Uganda called again this week to hunt down the gay. Although homosexual relations were already illegal in the African country, the approval last Tuesday of a new law represents a twist to the persecution suffered by the LGTBI community for more than a decade. The new norm toughens the punishments and establishes the death penalty – as is currently the case in Somalia, Sudan and Nigeria in Africa – for the crime of “aggravated homosexuality” for gays, lesbians and transsexuals.
According to the text, the maximum punishment will be executed when the aggressor is the victim’s parent or guardian, when the latter is under 14 years of age or has a mental disability. For the gay community, the law seeks to erase them from the map. 73% of the 500 Ugandan parliamentarians voted in favor of a law that also proposes life imprisonment for those guilty of perpetrating the “offence of homosexuality” and sentences of between 10 and 20 years for journalists who report on homosexuality, activists who defend the gay cause or even landlords who rent their houses to homosexual people.
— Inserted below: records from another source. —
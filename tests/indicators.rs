#[cfg(test)]
mod tests {
    use chrono::{Datelike, Local, NaiveDate, Utc};
    use ecotech::db::db::{DatabaseConfig, Db};
    use ecotech::db::indicator_queries::IndicatorQueries;
    use ecotech::db::indicators::{EconomicIndicators, DEFAULT_RETENTION_DAYS};
    use ecotech::db::schema;
    use ecotech::db::users::Users;
    use ecotech::libs::error::AppError;
    use ecotech::libs::indicator::{IndicatorCode, DEFAULT_SOURCE};
    use ecotech::libs::messages::Message;
    use tempfile::TempDir;
    use test_context::{test_context, TestContext};

    struct IndicatorTestContext {
        db: Db,
        _temp_dir: TempDir,
        admin_id: i64,
        employee_id: i64,
    }

    impl TestContext for IndicatorTestContext {
        fn setup() -> Self {
            let temp_dir = tempfile::tempdir().unwrap();
            let db = Db::open(DatabaseConfig::at(temp_dir.path().join("ecotech.db"))).unwrap();
            schema::initialize(&db).unwrap();

            let users = Users::new(&db);
            let admin_id = users.find_by_username("admin").unwrap().unwrap().id;
            let employee_id = users.find_by_username("empleado1").unwrap().unwrap().id;

            IndicatorTestContext {
                db,
                _temp_dir: temp_dir,
                admin_id,
                employee_id,
            }
        }
    }

    fn date(y: i32, m: u32, d: u32) -> NaiveDate {
        NaiveDate::from_ymd_opt(y, m, d).unwrap()
    }

    #[test]
    fn test_code_parsing() {
        assert_eq!("UF".parse::<IndicatorCode>().unwrap(), IndicatorCode::Uf);
        assert_eq!(" dolar ".parse::<IndicatorCode>().unwrap(), IndicatorCode::Dolar);
        assert!(matches!(
            "xyz".parse::<IndicatorCode>(),
            Err(AppError::Validation(Message::UnknownIndicator(code))) if code == "xyz"
        ));
        for code in IndicatorCode::ALL {
            assert_eq!(code.as_str().parse::<IndicatorCode>().unwrap(), code);
        }
    }

    #[test_context(IndicatorTestContext)]
    #[test]
    fn test_save_is_an_upsert(ctx: &mut IndicatorTestContext) {
        let indicators = EconomicIndicators::new(&ctx.db);
        let day = date(2025, 1, 1);

        indicators.save(IndicatorCode::Dolar, day, 950.1234, None).unwrap();
        let stored = indicators.get(IndicatorCode::Dolar, day).unwrap().unwrap();
        assert_eq!(stored.value, 950.1234);
        assert_eq!(stored.name, "Dólar Observado");
        assert_eq!(stored.source, DEFAULT_SOURCE);

        indicators.save(IndicatorCode::Dolar, day, 950.1234, None).unwrap();
        assert_eq!(indicators.stats().unwrap().total, 1, "saving again does not duplicate");
        assert_eq!(indicators.get(IndicatorCode::Dolar, day).unwrap().unwrap().value, 950.1234);

        indicators.save(IndicatorCode::Dolar, day, 951.0, Some("manual")).unwrap();
        let stored = indicators.get(IndicatorCode::Dolar, day).unwrap().unwrap();
        assert_eq!(stored.value, 951.0);
        assert_eq!(stored.source, "manual");
        assert_eq!(indicators.stats().unwrap().total, 1);
    }

    #[test_context(IndicatorTestContext)]
    #[test]
    fn test_values_rounded_to_four_decimals(ctx: &mut IndicatorTestContext) {
        let indicators = EconomicIndicators::new(&ctx.db);
        indicators.save(IndicatorCode::Uf, date(2025, 2, 1), 38_512.123456, None).unwrap();

        let stored = indicators.get(IndicatorCode::Uf, date(2025, 2, 1)).unwrap().unwrap();
        assert!((stored.value - 38_512.1235).abs() < 1e-9);

        assert!(matches!(
            indicators.save(IndicatorCode::Uf, date(2025, 2, 1), f64::INFINITY, None),
            Err(AppError::Validation(Message::InvalidIndicatorValue(_)))
        ));
    }

    #[test_context(IndicatorTestContext)]
    #[test]
    fn test_history_and_latest(ctx: &mut IndicatorTestContext) {
        let indicators = EconomicIndicators::new(&ctx.db);
        indicators.save(IndicatorCode::Uf, date(2025, 1, 1), 38_400.0, None).unwrap();
        indicators.save(IndicatorCode::Uf, date(2025, 1, 3), 38_420.0, None).unwrap();
        indicators.save(IndicatorCode::Uf, date(2025, 1, 2), 38_410.0, None).unwrap();
        indicators.save(IndicatorCode::Euro, date(2024, 12, 30), 1_030.5, None).unwrap();

        let history: Vec<NaiveDate> = indicators
            .history(IndicatorCode::Uf, 2)
            .unwrap()
            .into_iter()
            .map(|i| i.date)
            .collect();
        assert_eq!(history, vec![date(2025, 1, 3), date(2025, 1, 2)]);

        assert_eq!(indicators.latest(IndicatorCode::Uf).unwrap().unwrap().value, 38_420.0);
        assert!(indicators.latest(IndicatorCode::Bitcoin).unwrap().is_none());

        let latest = indicators.latest_per_code().unwrap();
        assert_eq!(latest.len(), 2);
        assert_eq!(latest[0].code, IndicatorCode::Euro);
        assert_eq!(latest[1].code, IndicatorCode::Uf);
        assert_eq!(latest[1].date, date(2025, 1, 3));

        let stats = indicators.stats().unwrap();
        assert_eq!(stats.total, 4);
        assert_eq!(stats.distinct_codes, 2);
        assert!(stats.last_update.is_some());
    }

    #[test_context(IndicatorTestContext)]
    #[test]
    fn test_purge_keeps_recent_values(ctx: &mut IndicatorTestContext) {
        let indicators = EconomicIndicators::new(&ctx.db);
        indicators.save(IndicatorCode::Utm, date(2000, 1, 1), 27_000.0, None).unwrap();
        indicators.save(IndicatorCode::Utm, Local::now().date_naive(), 68_000.0, None).unwrap();

        assert_eq!(indicators.purge_older_than(DEFAULT_RETENTION_DAYS).unwrap(), 1);
        assert_eq!(indicators.stats().unwrap().total, 1);
        assert_eq!(indicators.purge_older_than(DEFAULT_RETENTION_DAYS).unwrap(), 0);
    }

    #[test_context(IndicatorTestContext)]
    #[test]
    fn test_query_audit(ctx: &mut IndicatorTestContext) {
        let queries = IndicatorQueries::new(&ctx.db);
        queries.record(ctx.admin_id, IndicatorCode::Dolar, date(2025, 1, 2), 950.0, true).unwrap();
        queries.record(ctx.admin_id, IndicatorCode::Dolar, date(2025, 1, 3), 960.0, false).unwrap();
        let last = queries.record(ctx.admin_id, IndicatorCode::Uf, date(2025, 1, 3), 38_420.0, false).unwrap();
        queries.record(ctx.employee_id, IndicatorCode::Dolar, date(2025, 1, 3), 960.0, false).unwrap();

        let mine = queries.list_for_user(ctx.admin_id, 2).unwrap();
        assert_eq!(mine.len(), 2);
        assert_eq!(mine[0].id, last);
        assert!(mine.iter().all(|q| q.user_id == ctx.admin_id));

        let stats = queries.stats_for_user(ctx.admin_id).unwrap();
        assert_eq!(stats[0].code, IndicatorCode::Dolar);
        assert_eq!(stats[0].queries, 2);
        assert_eq!(stats[0].saved, 1);
        assert_eq!(stats[0].average_value, 955.0);
        assert_eq!(stats[1].code, IndicatorCode::Uf);

        let top = queries.top_global(1).unwrap();
        assert_eq!(top.len(), 1);
        assert_eq!(top[0].code, IndicatorCode::Dolar);
        assert_eq!(top[0].queries, 3);
        assert_eq!(top[0].users, 2);

        assert_eq!(queries.total_today().unwrap(), 4);
    }

    #[test_context(IndicatorTestContext)]
    #[test]
    fn test_monthly_summary(ctx: &mut IndicatorTestContext) {
        let queries = IndicatorQueries::new(&ctx.db);
        queries.record(ctx.employee_id, IndicatorCode::Ipc, date(2025, 1, 1), 0.4, false).unwrap();

        // Audit rows are stamped by the database in UTC.
        let now = Utc::now();
        let summary = queries.monthly_summary(ctx.employee_id, now.year(), now.month()).unwrap();
        assert_eq!(summary.len(), 1);
        assert_eq!(summary[0].code, IndicatorCode::Ipc);

        assert!(queries.monthly_summary(ctx.employee_id, 1999, 1).unwrap().is_empty());
        assert!(queries.monthly_summary(ctx.admin_id, now.year(), now.month()).unwrap().is_empty());
    }

    #[test_context(IndicatorTestContext)]
    #[test]
    fn test_queries_go_with_the_user(ctx: &mut IndicatorTestContext) {
        let queries = IndicatorQueries::new(&ctx.db);
        queries.record(ctx.employee_id, IndicatorCode::Euro, date(2025, 1, 2), 1_030.0, false).unwrap();

        Users::new(&ctx.db).delete(ctx.employee_id).unwrap();

        assert!(queries.list_for_user(ctx.employee_id, 10).unwrap().is_empty());
    }
}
The project still has to be ratified by the Ugandan president, Yoweri Museveni, who could exercise the right of veto. It doesn’t seem likely that he will. The 78-year-old president and almost four decades in power called gays “deviant” and criticized the West for wanting to impose his vision on the issue.
The Minister of Public Works and Transport, Francis Ecweru, made the government’s position clear this week during the debate in Parliament. “Homosexuality is a threat to the human species and what we are discussing is the preservation of the human species.”
From the West, the new crossing in Uganda raised cries of outrage. UN High Commissioner for Human Rights Volker Türk called the new law “outrageous,” “devastating” and “one of the worst of its kind in the world,” and the US Secretary of State Mr Antony Blinken said the rule “undermines the fundamental rights of all Ugandans and could reverse progress in the fight against HIV/AIDS”.
Human rights organizations also closed ranks. Tigere Chagutah, a representative for Amnesty International, called the rule “deeply repressive” and warned that it “will institutionalize discrimination, hatred and prejudice against LGBTI people”, and Oryem Nyeko, a researcher for HRW in Uganda, underscored the pettiness of the law. “One of the most extreme characteristics is that it criminalizes people simply for being who they are.”
Frank Mugisha, one of the few Ugandan activists who dares to speak out, denounced a law that “attempts to eliminate the entire existence of any Ugandan homosexual”, and activist Kasha Nabagesera denounced that it will provoke a witch hunt. “The owners cannot rent their houses to the collective, our parents are obliged to denounce their children for being homosexual…”.